I feel like a danger with that ploy would be that if they have enough investment to care, they'd have enough investment to hate you for taking that away from them. :P


I've always wanted to be part of a game where Serpentfolk are the main antagonists.
Playing as a Serpentman, who for political reasons is determined to bring down the enemies of the other PCs, luring them along the subtle path, convincing them to fight the great evil that stalks their land, all for nefarious purposes while hiding true intentions.

Scarab Sages

Illia- wrote:
I feel like a danger with that ploy would be that if they have enough investment to care, they'd have enough investment to hate you for taking that away from them. :P

Agreed. I think the players would have to know in advance that was going to happen and agree to it. It shouldn't be something the GM springs on them as a surprise.


1 person marked this as a favorite.

As I recall, D&D Heroes for the original Xbox had the characters being raised from the dead after many years to reface a threat they had already dealt with in life.

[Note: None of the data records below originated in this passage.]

// Copyright (C) 2025 SyncMyOrders Sp. z o.o.
// SPDX-License-Identifier: AGPL-3.0-or-later
//! Execution backends.

pub mod http;
pub mod local;
mod traits;

pub use http::HttpBackend;
pub use local::LocalBackend;
pub use traits::*;
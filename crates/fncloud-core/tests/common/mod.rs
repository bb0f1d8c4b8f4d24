// Copyright (C) 2025 SyncMyOrders Sp. z o.o.
// SPDX-License-Identifier: AGPL-3.0-or-later
//! Common test infrastructure for fncloud-core integration tests.
//!
//! Provides TestContext wiring a FunctionCloud to an in-process backend with
//! a pair of tokens.

#![allow(dead_code)]

use std::sync::Arc;

use fncloud_core::backend::LocalBackend;
use fncloud_core::dependency::PackageCatalog;
use fncloud_core::llm::{LanguageModel, ScriptedLanguageModel};
use fncloud_core::{AuthToken, FunctionCloud, Settings, TokenScope};

pub const OWNER: &str = "test-user";

/// Test context with a cloud, its backend and tokens for one owner.
pub struct TestContext {
    pub cloud: FunctionCloud,
    pub backend: Arc<LocalBackend>,
    pub deploy_token: AuthToken,
    pub invoke_token: AuthToken,
}

impl TestContext {
    /// Cloud on a default local backend, fallback disabled.
    pub async fn new() -> Self {
        Self::with_backend(LocalBackend::default()).await
    }

    pub async fn with_backend(backend: LocalBackend) -> Self {
        let settings = Settings::default().with_llm_enabled(false);
        Self::build(settings, backend, None, None).await
    }

    /// Cloud whose fallback analysis is answered by `model`.
    pub async fn with_model(model: Arc<ScriptedLanguageModel>, catalog: Option<PackageCatalog>) -> Self {
        Self::build(
            Settings::default(),
            LocalBackend::default(),
            Some(model),
            catalog,
        )
        .await
    }

    pub async fn build(
        settings: Settings,
        backend: LocalBackend,
        model: Option<Arc<ScriptedLanguageModel>>,
        catalog: Option<PackageCatalog>,
    ) -> Self {
        let backend = Arc::new(backend);
        let mut builder = FunctionCloud::builder()
            .settings(settings)
            .backend(backend.clone());
        if let Some(model) = model {
            builder = builder.language_model(model as Arc<dyn LanguageModel>);
        }
        if let Some(catalog) = catalog {
            builder = builder.catalog(catalog);
        }
        let cloud = builder.build().expect("Failed to build function cloud");

        let deploy_token = cloud
            .registry()
            .issue_token(OWNER, TokenScope::Deploy, None)
            .await;
        let invoke_token = cloud
            .registry()
            .issue_token(OWNER, TokenScope::Invoke, None)
            .await;

        Self {
            cloud,
            backend,
            deploy_token,
            invoke_token,
        }
    }

    pub fn deploy(&self) -> &str {
        self.deploy_token.secret()
    }

    pub fn invoke(&self) -> &str {
        self.invoke_token.secret()
    }
}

It would certainly be an interesting start to a campaign.


2 people marked this as a favorite.

with the tech guide, iron gods adventure path, and distant worlds books i would love to put together a xcom themed game


2 people marked this as a favorite.
Blackvial wrote:
with the tech guide, iron gods adventure path, and distant worlds books i would love to put together a xcom themed game

Why, Commander...why...


I really want to play that now...

Dark Archive

Arakhor wrote:
As I recall, D&D Heroes for the original Xbox had the characters being raised from the dead after many years to reface a threat they had already dealt with in life. It would certainly be an interesting start to a campaign.

Reincarnation makes for the funkier possibility that everyone starts with a quasi-random racial choice (I say quasi random, because it would be best if the 'random' race be selected from a few options so that the PC doesn't end up embodied in a race that would be terrible for their class choice).

The level loss that comes with some forms of coming back from the dead (or level draining critters) can also make for a strange campaign, in which the PCs *remember* being high level champions of myth and legend, but aren't currently able to recapture those levels of power.


On the other hand, they can explore prestige classes that let them put a permanent end to the problem.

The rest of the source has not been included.